# Problem statement
Quote exactly, and only, the lines of the material below from the line with "async fn test_manual_scheduler_runs_in_order()" through the line with "async fn test_tokio_scheduler_waits_for_delay()".

# Given data
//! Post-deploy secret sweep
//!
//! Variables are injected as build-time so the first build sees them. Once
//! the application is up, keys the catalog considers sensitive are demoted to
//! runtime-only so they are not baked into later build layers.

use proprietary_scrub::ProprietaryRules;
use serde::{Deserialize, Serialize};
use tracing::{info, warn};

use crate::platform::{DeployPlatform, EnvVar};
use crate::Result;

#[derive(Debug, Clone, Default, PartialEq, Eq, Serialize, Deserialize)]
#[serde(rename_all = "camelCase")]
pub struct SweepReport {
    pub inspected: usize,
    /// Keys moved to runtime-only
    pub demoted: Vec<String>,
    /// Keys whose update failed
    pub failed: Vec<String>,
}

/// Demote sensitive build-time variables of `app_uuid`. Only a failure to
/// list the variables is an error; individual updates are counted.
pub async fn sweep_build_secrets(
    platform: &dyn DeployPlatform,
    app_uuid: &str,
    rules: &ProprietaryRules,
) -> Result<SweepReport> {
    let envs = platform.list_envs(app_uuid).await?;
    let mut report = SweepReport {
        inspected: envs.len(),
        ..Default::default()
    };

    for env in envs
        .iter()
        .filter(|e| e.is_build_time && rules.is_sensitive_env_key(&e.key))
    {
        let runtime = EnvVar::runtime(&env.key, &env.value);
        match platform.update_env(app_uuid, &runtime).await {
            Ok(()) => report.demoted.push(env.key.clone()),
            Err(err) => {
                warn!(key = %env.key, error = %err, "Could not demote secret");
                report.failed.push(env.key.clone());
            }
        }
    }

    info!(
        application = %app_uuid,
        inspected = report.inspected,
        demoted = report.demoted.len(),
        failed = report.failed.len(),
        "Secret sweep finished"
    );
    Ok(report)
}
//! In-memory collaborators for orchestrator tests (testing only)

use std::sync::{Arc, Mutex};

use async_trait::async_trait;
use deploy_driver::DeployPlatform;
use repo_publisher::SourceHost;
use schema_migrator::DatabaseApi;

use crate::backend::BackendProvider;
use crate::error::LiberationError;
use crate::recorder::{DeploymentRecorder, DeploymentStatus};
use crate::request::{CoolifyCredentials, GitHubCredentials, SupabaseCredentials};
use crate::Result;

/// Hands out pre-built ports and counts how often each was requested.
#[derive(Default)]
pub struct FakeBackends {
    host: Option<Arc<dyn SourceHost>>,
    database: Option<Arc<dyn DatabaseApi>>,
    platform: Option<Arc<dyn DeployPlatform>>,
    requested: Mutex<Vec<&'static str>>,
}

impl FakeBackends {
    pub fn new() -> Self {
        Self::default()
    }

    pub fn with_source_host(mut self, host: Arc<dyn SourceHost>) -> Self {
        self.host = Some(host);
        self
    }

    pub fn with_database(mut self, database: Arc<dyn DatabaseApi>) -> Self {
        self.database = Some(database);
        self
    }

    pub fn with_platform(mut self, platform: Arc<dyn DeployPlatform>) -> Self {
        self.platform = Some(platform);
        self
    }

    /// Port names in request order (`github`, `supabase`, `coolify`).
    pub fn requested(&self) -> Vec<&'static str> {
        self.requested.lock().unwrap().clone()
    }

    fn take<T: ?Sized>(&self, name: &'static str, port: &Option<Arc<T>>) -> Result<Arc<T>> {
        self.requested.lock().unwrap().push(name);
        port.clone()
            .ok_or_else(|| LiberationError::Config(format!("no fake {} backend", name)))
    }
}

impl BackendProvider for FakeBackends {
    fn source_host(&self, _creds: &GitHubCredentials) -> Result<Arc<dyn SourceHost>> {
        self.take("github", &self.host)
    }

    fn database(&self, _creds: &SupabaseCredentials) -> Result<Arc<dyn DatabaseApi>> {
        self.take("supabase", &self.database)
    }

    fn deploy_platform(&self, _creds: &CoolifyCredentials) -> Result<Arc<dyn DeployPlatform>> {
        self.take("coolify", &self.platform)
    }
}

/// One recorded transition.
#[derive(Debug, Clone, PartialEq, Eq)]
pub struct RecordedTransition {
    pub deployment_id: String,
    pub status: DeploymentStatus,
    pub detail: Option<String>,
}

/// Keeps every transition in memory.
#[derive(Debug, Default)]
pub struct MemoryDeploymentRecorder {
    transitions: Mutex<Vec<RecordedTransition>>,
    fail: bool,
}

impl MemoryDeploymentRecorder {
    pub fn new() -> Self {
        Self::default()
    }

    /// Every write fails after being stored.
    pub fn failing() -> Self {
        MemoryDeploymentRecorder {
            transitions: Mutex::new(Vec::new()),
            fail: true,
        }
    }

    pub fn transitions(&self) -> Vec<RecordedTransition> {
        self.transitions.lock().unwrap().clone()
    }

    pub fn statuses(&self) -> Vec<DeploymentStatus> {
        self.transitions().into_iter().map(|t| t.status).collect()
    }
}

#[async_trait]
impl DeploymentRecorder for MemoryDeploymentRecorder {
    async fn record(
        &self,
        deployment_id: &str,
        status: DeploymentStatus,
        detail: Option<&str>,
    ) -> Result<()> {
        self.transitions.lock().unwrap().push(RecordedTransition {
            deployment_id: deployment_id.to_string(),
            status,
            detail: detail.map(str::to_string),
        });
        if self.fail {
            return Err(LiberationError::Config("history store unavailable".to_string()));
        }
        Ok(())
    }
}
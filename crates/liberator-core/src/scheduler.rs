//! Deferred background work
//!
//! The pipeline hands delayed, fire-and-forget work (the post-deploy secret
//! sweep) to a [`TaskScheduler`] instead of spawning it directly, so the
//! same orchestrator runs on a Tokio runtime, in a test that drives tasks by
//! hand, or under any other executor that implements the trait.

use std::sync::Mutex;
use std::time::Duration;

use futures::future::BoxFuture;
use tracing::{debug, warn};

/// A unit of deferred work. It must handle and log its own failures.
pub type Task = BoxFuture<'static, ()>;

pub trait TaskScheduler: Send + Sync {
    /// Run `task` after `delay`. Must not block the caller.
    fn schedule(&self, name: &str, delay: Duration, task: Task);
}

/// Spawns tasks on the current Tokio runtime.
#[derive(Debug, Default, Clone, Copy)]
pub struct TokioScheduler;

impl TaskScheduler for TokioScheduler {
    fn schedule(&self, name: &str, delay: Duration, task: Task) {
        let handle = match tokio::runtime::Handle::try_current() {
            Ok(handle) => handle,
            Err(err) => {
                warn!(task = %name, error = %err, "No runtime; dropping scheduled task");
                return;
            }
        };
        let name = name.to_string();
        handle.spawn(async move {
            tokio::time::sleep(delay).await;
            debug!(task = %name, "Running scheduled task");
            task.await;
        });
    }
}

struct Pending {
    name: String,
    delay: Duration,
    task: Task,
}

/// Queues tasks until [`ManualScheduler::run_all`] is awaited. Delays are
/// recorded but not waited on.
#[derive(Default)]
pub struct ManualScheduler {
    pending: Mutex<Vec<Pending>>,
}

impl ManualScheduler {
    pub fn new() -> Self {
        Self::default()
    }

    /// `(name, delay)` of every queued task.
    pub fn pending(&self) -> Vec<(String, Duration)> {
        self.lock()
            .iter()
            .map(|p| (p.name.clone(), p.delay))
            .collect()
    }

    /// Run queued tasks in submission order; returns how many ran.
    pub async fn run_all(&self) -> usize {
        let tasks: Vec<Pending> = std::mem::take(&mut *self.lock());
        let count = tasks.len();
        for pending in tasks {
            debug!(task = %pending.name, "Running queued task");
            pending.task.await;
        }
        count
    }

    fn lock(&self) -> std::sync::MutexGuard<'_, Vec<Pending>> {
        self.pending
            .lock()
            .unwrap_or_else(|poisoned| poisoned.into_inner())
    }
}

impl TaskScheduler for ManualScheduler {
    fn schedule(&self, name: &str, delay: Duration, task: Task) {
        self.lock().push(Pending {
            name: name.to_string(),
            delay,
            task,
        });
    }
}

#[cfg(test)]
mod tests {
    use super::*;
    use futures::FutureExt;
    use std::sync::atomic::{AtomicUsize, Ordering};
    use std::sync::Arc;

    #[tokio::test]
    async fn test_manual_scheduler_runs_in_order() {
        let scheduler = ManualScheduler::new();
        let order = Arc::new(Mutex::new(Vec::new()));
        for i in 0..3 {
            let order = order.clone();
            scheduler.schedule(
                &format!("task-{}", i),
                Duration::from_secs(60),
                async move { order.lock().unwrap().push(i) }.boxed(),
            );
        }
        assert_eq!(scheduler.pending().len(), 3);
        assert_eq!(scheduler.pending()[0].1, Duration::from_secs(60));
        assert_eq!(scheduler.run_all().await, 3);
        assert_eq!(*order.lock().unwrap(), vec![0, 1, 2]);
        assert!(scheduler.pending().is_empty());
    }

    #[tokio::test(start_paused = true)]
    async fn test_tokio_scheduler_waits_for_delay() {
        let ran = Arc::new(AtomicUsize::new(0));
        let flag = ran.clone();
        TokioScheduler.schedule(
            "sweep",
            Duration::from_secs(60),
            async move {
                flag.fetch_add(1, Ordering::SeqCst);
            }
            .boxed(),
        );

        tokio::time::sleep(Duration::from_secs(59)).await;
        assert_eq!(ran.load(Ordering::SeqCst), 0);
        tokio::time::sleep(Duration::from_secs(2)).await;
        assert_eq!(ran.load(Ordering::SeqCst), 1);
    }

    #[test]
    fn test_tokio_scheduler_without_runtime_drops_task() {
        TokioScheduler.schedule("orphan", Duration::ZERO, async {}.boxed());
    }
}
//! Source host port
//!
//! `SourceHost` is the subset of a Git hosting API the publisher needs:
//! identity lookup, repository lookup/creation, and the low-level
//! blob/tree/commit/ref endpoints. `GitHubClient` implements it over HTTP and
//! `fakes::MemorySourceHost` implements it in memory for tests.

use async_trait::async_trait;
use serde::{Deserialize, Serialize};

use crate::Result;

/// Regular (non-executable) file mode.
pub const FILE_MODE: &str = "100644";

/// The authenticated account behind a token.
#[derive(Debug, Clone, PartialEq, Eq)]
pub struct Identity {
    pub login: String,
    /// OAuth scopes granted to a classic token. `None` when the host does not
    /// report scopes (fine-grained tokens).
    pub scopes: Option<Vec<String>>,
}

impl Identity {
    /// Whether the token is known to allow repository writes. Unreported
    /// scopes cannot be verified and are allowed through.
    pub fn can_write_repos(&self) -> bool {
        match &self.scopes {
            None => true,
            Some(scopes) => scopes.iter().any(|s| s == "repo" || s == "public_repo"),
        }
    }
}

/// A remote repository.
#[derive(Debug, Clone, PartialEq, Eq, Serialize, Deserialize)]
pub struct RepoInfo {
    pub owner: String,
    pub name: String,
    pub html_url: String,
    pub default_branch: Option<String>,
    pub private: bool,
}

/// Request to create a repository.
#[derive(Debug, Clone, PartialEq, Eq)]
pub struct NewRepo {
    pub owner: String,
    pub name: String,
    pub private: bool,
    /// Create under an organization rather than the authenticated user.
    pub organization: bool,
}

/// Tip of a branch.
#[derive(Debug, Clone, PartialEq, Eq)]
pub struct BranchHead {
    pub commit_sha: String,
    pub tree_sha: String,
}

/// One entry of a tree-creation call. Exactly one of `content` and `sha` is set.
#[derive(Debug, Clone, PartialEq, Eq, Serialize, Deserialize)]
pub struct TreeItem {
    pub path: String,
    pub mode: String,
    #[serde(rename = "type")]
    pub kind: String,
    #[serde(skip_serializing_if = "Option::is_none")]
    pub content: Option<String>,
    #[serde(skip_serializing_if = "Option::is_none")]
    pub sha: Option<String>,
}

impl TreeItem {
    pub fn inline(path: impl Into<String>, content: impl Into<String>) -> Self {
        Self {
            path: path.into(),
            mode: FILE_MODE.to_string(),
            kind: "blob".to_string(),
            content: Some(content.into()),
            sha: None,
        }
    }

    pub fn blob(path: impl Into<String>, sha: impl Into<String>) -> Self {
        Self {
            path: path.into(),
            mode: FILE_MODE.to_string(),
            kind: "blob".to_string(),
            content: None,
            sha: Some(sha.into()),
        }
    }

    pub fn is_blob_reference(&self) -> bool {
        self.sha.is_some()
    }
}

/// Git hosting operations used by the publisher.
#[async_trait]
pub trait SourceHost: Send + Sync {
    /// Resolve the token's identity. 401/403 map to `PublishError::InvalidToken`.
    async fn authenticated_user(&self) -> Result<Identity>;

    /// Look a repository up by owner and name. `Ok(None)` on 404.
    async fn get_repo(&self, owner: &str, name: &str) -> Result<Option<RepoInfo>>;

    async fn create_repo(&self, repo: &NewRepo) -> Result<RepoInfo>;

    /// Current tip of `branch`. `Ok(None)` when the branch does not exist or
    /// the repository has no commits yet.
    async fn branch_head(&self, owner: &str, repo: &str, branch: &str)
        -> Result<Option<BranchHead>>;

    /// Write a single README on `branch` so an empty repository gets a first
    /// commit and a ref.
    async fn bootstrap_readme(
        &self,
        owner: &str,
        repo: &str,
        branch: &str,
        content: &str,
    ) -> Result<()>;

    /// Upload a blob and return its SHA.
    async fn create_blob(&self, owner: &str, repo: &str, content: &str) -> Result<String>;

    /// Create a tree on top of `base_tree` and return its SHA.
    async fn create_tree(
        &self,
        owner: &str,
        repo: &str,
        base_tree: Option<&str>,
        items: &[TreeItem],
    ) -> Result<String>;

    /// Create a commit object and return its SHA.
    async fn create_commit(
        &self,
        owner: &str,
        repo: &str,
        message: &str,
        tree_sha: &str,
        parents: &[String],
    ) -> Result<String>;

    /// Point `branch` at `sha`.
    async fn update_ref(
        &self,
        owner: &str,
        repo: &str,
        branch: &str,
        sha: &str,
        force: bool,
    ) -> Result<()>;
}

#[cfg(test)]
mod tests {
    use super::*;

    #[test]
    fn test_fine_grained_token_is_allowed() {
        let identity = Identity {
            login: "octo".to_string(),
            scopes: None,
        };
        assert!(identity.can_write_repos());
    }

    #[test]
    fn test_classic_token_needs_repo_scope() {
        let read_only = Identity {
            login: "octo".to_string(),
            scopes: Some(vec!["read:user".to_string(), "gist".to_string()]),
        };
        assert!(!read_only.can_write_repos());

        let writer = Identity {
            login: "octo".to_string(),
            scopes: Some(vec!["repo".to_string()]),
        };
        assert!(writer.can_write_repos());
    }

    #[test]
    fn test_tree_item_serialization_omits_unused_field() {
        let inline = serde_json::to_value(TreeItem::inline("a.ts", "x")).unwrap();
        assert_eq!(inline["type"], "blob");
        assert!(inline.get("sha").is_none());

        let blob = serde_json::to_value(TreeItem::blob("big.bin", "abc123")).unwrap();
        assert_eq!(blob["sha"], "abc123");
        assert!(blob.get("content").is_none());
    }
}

--

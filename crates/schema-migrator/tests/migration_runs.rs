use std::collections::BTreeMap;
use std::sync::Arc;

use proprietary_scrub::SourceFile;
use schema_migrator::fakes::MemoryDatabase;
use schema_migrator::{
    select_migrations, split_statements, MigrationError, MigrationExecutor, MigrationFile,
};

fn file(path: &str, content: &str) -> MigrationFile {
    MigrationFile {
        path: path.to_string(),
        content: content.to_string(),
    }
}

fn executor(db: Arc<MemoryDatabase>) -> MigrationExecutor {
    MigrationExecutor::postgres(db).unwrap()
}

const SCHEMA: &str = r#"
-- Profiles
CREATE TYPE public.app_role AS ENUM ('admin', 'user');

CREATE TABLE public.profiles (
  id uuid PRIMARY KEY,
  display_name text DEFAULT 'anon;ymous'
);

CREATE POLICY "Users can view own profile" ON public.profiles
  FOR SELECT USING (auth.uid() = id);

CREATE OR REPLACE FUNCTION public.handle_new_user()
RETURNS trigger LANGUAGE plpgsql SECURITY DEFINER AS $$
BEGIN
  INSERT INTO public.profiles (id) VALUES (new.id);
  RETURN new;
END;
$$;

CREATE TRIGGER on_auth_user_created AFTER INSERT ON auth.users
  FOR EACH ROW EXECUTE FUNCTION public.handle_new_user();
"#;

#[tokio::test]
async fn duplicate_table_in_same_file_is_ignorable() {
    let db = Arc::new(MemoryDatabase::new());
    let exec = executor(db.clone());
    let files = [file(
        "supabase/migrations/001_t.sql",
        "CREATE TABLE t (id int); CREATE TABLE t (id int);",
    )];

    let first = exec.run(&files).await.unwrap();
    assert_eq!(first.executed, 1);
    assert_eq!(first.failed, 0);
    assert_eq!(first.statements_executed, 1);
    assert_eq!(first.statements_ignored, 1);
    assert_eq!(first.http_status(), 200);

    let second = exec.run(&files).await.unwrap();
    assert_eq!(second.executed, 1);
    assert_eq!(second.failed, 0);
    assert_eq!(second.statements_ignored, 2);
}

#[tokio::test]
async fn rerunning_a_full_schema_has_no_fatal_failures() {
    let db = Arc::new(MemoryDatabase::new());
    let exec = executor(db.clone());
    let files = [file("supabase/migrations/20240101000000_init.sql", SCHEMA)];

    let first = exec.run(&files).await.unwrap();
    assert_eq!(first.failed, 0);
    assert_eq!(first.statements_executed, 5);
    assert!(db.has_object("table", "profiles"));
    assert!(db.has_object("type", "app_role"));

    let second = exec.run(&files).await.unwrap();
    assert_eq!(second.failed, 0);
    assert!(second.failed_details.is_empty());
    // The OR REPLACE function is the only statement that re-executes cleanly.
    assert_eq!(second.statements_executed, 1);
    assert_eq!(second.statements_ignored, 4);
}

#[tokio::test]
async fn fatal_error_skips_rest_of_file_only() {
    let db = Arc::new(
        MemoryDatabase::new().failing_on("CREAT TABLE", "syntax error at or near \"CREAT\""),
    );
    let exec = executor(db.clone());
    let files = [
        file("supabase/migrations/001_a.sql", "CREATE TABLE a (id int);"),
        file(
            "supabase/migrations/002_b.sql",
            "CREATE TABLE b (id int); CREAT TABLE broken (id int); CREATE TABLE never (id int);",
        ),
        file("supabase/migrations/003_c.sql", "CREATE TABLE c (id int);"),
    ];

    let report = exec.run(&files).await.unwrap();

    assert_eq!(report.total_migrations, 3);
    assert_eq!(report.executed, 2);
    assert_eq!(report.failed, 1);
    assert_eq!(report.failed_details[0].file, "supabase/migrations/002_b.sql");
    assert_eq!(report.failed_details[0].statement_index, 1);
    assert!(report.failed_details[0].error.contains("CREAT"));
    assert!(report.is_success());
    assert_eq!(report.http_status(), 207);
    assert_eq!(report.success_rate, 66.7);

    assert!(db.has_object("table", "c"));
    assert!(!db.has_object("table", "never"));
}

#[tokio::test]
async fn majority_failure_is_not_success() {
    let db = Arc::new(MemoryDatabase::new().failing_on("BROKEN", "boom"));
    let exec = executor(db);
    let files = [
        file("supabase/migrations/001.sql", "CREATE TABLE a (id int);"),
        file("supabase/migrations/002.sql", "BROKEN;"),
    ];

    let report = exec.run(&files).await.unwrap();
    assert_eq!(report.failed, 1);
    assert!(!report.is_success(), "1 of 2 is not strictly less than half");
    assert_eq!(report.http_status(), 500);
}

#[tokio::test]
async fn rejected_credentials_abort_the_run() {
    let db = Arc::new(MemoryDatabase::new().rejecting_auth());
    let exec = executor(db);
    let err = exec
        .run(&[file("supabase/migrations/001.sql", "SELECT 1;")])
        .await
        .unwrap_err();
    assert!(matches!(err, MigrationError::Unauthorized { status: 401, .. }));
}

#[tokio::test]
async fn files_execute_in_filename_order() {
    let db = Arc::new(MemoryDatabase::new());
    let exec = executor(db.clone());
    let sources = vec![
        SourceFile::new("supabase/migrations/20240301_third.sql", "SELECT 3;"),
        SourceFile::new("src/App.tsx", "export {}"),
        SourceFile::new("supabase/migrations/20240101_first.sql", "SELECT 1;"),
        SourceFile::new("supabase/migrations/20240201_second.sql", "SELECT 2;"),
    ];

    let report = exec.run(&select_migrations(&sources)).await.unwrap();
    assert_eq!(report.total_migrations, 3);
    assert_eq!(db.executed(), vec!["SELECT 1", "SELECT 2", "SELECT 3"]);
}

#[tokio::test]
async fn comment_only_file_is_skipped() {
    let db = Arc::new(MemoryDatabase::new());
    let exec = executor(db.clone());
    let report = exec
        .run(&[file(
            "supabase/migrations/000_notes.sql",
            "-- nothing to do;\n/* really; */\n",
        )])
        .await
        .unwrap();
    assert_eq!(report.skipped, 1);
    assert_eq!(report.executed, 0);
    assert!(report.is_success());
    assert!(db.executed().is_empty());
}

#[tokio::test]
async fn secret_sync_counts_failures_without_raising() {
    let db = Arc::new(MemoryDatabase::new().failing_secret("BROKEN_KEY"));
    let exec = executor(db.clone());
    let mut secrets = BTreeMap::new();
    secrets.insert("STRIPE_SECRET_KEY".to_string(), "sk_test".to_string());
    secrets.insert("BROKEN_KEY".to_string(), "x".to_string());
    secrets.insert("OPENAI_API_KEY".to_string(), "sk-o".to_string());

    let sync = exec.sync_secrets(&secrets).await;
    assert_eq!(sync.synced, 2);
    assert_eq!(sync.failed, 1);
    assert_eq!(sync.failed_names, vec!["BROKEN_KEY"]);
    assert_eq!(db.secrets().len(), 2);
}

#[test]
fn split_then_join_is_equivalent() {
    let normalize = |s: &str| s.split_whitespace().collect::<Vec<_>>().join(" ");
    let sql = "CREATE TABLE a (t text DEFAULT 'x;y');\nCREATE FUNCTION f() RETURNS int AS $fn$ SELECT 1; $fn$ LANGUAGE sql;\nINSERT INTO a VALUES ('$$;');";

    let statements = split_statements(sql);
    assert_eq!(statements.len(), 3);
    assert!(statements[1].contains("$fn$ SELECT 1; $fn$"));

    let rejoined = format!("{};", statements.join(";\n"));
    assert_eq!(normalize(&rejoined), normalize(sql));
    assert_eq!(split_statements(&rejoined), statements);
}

# Reply to the exercise
    async fn test_manual_scheduler_runs_in_order() {
        let scheduler = ManualScheduler::new();
        let order = Arc::new(Mutex::new(Vec::new()));
        for i in 0..3 {
            let order = order.clone();
            scheduler.schedule(
                &format!("task-{}", i),
                Duration::from_secs(60),
                async move { order.lock().unwrap().push(i) }.boxed(),
            );
        }
        assert_eq!(scheduler.pending().len(), 3);
        assert_eq!(scheduler.pending()[0].1, Duration::from_secs(60));
        assert_eq!(scheduler.run_all().await, 3);
        assert_eq!(*order.lock().unwrap(), vec![0, 1, 2]);
        assert!(scheduler.pending().is_empty());
    }

    #[tokio::test(start_paused = true)]
    async fn test_tokio_scheduler_waits_for_delay() {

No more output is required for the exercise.